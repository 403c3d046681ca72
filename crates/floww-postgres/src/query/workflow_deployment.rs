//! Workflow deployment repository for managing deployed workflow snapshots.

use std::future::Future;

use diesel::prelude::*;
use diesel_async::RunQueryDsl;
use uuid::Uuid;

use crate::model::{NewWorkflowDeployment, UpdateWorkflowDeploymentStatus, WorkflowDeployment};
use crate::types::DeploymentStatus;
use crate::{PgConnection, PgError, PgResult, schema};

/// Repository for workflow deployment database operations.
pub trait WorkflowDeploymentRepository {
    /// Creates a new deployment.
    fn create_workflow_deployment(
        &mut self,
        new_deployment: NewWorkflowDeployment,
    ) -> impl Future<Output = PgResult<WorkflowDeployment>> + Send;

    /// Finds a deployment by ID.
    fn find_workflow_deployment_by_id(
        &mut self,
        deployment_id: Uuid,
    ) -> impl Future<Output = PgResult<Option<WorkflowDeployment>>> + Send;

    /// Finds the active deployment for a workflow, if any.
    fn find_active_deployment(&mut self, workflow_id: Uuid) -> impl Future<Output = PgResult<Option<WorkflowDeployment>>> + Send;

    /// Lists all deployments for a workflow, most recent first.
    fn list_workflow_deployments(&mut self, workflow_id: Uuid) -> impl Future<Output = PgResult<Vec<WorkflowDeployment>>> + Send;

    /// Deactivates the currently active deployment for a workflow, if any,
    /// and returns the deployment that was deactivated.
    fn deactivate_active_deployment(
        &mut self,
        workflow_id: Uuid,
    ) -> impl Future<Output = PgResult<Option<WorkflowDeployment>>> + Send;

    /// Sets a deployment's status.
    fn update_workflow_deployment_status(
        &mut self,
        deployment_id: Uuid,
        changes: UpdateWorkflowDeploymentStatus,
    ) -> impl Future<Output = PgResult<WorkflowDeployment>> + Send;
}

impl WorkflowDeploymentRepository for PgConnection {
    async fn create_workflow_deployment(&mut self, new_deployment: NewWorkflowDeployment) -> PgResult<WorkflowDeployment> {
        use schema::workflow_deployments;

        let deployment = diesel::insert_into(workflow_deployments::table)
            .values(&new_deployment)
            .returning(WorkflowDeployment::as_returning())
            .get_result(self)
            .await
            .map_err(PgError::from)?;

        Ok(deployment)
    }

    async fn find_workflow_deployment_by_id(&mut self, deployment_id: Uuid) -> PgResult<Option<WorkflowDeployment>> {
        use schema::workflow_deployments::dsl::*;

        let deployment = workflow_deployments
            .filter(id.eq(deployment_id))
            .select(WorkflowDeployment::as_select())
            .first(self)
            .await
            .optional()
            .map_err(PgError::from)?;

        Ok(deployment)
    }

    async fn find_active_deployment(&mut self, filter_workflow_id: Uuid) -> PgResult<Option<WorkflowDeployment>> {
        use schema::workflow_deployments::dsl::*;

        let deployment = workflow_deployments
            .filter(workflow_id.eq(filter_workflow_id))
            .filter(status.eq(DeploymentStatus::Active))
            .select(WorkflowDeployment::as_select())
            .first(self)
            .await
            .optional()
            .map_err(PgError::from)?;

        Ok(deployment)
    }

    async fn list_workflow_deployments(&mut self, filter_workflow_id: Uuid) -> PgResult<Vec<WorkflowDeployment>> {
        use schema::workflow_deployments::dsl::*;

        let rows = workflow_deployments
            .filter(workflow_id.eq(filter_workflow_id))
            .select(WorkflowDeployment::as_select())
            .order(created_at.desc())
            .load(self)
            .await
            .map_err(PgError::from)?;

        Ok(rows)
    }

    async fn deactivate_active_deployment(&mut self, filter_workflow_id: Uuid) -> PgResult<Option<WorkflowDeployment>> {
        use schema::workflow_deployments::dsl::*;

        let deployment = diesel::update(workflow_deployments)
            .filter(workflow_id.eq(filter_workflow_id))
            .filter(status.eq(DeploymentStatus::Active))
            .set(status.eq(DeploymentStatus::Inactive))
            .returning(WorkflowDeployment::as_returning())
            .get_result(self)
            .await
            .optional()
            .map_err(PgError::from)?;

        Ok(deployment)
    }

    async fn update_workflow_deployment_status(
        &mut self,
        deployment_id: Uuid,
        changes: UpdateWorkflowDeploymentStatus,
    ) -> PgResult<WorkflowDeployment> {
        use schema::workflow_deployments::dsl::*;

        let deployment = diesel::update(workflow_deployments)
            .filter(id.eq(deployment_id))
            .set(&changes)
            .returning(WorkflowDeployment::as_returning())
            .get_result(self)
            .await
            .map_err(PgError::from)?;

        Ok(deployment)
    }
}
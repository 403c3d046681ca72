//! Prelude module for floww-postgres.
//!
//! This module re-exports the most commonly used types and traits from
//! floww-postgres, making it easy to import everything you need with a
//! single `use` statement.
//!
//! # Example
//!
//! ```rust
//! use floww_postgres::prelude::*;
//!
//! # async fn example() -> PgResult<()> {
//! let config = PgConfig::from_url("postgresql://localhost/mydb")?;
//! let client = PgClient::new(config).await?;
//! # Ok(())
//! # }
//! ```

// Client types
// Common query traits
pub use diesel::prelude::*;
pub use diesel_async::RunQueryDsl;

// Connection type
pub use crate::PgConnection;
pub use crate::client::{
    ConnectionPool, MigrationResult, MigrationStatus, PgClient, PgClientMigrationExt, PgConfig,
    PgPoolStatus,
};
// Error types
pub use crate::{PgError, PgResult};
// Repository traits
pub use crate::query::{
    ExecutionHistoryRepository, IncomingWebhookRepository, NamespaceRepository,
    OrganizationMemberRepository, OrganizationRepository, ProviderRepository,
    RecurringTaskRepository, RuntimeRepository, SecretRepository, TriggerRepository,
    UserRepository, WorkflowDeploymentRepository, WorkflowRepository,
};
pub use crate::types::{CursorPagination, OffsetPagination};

...

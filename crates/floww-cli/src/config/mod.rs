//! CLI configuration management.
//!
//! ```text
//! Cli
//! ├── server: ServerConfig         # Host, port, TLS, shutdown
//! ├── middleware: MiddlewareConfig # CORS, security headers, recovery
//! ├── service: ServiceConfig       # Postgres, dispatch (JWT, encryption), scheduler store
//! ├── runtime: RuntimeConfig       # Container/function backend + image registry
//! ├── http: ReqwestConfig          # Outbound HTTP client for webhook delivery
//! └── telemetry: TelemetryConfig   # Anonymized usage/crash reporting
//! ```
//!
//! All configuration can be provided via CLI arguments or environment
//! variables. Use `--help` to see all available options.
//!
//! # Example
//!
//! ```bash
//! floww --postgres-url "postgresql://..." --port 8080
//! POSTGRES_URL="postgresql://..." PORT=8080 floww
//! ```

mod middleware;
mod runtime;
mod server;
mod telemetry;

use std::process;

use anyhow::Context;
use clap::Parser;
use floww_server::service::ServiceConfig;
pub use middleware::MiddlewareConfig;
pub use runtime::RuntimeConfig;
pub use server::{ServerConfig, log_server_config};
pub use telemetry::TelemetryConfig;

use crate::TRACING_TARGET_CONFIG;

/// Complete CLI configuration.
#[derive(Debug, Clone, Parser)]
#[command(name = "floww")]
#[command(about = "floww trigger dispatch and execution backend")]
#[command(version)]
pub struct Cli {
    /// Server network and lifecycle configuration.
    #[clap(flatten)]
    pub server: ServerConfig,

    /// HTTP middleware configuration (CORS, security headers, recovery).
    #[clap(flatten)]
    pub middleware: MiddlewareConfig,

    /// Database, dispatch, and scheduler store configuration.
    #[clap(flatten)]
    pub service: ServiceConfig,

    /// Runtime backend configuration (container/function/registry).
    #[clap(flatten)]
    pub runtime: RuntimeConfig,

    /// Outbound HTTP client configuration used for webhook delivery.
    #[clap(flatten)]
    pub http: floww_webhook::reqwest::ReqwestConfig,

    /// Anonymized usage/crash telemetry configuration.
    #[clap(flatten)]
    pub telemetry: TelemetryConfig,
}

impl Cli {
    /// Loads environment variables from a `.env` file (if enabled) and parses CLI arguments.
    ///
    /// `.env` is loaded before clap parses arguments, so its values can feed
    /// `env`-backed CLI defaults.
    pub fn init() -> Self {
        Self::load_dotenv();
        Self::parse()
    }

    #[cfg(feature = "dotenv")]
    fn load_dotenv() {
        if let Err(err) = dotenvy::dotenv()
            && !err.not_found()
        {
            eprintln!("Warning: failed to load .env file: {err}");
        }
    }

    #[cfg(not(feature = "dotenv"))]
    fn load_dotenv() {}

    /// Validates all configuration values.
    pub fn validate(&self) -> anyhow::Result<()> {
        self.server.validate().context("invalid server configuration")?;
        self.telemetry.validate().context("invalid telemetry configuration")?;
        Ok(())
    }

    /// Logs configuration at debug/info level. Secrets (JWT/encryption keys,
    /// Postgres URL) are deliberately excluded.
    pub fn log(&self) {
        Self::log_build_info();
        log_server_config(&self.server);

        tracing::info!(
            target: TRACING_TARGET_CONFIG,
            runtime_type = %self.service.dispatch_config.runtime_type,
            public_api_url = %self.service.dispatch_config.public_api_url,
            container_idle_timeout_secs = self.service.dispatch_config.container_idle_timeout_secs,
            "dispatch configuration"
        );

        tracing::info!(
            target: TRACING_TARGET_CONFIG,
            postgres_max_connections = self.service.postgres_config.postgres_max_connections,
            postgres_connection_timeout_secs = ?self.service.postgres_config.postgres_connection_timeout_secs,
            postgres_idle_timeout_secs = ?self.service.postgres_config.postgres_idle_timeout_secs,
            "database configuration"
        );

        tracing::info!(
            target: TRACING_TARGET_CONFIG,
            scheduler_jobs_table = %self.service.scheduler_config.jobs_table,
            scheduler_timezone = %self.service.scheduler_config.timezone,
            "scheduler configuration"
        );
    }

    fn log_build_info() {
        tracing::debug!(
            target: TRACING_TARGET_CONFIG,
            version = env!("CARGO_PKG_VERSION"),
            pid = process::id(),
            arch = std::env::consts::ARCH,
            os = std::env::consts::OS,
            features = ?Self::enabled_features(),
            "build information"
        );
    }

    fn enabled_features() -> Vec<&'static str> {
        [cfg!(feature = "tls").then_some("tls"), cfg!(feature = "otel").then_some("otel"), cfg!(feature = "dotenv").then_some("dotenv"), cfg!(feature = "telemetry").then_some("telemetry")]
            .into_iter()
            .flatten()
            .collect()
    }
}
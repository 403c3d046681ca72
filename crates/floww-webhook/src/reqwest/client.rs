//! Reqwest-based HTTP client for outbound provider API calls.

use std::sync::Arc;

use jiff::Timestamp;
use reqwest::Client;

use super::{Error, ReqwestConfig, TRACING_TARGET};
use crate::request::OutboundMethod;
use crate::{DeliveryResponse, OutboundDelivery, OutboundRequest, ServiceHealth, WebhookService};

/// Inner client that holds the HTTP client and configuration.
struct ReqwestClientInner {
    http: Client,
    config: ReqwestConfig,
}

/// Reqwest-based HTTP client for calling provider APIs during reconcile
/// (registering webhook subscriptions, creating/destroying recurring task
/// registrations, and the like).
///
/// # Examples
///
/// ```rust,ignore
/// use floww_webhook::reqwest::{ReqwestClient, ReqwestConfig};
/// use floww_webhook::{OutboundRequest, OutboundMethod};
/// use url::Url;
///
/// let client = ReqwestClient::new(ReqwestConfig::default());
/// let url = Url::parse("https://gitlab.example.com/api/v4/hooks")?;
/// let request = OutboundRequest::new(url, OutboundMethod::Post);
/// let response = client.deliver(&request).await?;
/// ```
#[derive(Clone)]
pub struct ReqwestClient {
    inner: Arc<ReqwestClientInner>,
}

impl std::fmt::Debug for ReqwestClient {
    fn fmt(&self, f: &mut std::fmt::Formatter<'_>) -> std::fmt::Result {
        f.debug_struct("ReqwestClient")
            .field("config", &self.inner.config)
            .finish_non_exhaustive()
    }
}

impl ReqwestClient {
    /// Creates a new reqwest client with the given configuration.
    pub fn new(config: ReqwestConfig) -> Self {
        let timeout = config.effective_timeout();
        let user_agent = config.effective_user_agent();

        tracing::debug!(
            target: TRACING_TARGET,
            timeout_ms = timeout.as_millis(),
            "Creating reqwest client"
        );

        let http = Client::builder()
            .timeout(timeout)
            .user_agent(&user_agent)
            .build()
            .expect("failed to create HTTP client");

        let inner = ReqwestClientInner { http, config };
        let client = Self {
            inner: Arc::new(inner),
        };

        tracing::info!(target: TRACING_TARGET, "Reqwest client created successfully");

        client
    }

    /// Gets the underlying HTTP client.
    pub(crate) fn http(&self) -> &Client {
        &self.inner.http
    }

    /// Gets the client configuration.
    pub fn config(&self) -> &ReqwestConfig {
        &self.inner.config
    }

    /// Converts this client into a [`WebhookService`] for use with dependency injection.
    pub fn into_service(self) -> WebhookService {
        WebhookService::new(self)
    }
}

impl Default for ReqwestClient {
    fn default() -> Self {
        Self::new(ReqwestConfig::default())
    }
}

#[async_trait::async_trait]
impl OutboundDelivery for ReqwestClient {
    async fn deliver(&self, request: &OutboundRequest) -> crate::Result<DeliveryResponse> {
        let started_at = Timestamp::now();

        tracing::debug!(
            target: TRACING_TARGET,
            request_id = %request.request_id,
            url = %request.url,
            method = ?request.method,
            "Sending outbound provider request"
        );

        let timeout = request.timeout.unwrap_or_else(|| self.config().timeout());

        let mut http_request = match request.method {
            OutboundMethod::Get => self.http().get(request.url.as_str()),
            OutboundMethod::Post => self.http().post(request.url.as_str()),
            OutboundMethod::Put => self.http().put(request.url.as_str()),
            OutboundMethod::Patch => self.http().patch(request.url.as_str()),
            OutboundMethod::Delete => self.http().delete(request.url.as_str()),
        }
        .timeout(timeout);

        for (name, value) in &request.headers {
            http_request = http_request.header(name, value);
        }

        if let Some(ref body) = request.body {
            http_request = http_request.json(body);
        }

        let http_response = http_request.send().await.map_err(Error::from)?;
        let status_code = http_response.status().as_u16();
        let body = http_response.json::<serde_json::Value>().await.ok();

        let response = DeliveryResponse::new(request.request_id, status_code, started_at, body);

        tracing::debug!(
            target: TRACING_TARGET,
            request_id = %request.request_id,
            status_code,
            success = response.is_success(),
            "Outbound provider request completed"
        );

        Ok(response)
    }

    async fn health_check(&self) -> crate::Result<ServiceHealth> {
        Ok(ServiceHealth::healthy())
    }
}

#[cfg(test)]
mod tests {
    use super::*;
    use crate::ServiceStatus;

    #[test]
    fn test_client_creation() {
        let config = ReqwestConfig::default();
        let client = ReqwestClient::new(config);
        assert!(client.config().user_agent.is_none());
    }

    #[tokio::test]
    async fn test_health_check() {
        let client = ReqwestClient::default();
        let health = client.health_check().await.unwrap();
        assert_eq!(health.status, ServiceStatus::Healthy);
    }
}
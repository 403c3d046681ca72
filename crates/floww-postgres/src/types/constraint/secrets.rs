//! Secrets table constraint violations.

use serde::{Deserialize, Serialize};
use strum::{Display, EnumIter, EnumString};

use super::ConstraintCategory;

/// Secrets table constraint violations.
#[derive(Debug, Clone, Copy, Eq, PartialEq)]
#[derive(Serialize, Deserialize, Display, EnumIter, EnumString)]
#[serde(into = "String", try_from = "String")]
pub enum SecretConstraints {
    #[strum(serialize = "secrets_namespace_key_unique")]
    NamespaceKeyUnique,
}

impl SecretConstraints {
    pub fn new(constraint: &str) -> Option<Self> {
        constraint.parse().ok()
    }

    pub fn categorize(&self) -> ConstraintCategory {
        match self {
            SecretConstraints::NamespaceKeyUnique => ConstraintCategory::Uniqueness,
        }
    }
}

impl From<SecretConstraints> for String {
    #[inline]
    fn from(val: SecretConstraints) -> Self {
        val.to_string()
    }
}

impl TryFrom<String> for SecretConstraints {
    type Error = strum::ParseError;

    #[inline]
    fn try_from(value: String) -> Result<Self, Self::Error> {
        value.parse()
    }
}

...

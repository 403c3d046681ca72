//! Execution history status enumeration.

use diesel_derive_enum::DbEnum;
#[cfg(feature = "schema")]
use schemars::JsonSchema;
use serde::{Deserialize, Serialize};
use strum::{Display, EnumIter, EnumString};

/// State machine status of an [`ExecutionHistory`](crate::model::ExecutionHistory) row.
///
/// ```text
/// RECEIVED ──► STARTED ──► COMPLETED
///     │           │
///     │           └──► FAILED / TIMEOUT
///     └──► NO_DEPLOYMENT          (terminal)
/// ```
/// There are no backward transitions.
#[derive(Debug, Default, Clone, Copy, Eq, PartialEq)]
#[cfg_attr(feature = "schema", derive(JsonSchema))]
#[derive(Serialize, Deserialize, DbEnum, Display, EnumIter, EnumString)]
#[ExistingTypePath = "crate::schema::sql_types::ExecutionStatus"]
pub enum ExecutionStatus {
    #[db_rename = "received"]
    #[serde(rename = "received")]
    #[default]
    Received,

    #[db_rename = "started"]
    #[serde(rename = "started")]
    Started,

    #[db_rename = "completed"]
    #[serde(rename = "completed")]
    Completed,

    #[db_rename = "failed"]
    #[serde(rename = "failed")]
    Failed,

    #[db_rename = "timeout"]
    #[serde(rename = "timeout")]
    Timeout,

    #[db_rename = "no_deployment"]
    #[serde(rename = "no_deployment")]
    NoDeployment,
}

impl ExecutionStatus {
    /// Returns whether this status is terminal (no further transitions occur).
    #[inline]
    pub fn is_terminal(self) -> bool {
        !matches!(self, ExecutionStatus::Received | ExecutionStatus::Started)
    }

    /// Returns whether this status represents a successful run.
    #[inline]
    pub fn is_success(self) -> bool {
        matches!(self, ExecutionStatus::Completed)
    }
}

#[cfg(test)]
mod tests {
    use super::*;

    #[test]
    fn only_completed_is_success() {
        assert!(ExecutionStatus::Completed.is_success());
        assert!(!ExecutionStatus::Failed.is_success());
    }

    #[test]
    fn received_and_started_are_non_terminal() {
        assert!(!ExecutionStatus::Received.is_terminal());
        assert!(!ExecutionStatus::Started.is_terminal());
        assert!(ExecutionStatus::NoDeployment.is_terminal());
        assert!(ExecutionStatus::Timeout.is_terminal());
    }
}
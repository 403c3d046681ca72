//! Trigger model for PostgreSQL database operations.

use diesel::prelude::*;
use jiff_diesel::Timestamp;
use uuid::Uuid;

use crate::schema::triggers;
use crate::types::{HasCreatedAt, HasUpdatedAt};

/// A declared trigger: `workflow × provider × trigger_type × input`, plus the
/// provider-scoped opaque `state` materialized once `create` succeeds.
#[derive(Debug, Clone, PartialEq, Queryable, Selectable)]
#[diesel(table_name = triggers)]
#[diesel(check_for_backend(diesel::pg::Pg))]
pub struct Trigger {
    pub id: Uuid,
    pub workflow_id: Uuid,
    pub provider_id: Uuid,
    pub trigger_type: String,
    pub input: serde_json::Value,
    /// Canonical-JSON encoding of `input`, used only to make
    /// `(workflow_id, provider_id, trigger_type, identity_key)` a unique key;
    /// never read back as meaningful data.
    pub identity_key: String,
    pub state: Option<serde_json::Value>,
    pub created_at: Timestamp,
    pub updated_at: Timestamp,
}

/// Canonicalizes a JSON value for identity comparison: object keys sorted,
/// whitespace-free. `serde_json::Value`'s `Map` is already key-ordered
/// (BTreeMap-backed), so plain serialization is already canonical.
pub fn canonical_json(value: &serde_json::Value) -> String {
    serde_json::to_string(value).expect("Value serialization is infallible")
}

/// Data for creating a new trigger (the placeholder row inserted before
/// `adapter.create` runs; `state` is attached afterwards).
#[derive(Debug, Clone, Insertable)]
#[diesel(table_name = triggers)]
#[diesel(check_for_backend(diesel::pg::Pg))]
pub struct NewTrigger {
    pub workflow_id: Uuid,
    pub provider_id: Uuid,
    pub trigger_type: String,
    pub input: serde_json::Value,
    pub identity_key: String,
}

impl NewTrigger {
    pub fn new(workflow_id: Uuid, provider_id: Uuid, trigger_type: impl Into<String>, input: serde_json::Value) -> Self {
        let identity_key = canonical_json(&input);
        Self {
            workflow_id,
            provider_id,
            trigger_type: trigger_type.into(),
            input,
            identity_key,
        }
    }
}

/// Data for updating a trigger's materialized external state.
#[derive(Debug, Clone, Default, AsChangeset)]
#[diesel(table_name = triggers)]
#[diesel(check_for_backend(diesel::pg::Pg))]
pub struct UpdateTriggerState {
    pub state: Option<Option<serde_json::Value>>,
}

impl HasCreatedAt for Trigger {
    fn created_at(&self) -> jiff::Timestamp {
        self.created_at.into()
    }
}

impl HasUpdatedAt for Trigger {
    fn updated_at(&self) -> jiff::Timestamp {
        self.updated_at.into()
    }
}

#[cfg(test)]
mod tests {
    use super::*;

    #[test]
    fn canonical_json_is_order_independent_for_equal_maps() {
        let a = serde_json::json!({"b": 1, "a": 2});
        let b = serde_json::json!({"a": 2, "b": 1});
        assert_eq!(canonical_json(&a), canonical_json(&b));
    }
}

How to complete this task => Please transcribe only the lines in the records above running from the line that has "arguments or environment" through the line that has "pub use runtime::RuntimeConfig;", both included, exactly as they appear.

Result for this exercise =>
//! All configuration can be provided via CLI arguments or environment
//! variables. Use `--help` to see all available options.
//!
//! # Example
//!
//! ```bash
//! floww --postgres-url "postgresql://..." --port 8080
//! POSTGRES_URL="postgresql://..." PORT=8080 floww
//! ```

mod middleware;
mod runtime;
mod server;
mod telemetry;

use std::process;

use anyhow::Context;
use clap::Parser;
use floww_server::service::ServiceConfig;
pub use middleware::MiddlewareConfig;
pub use runtime::RuntimeConfig;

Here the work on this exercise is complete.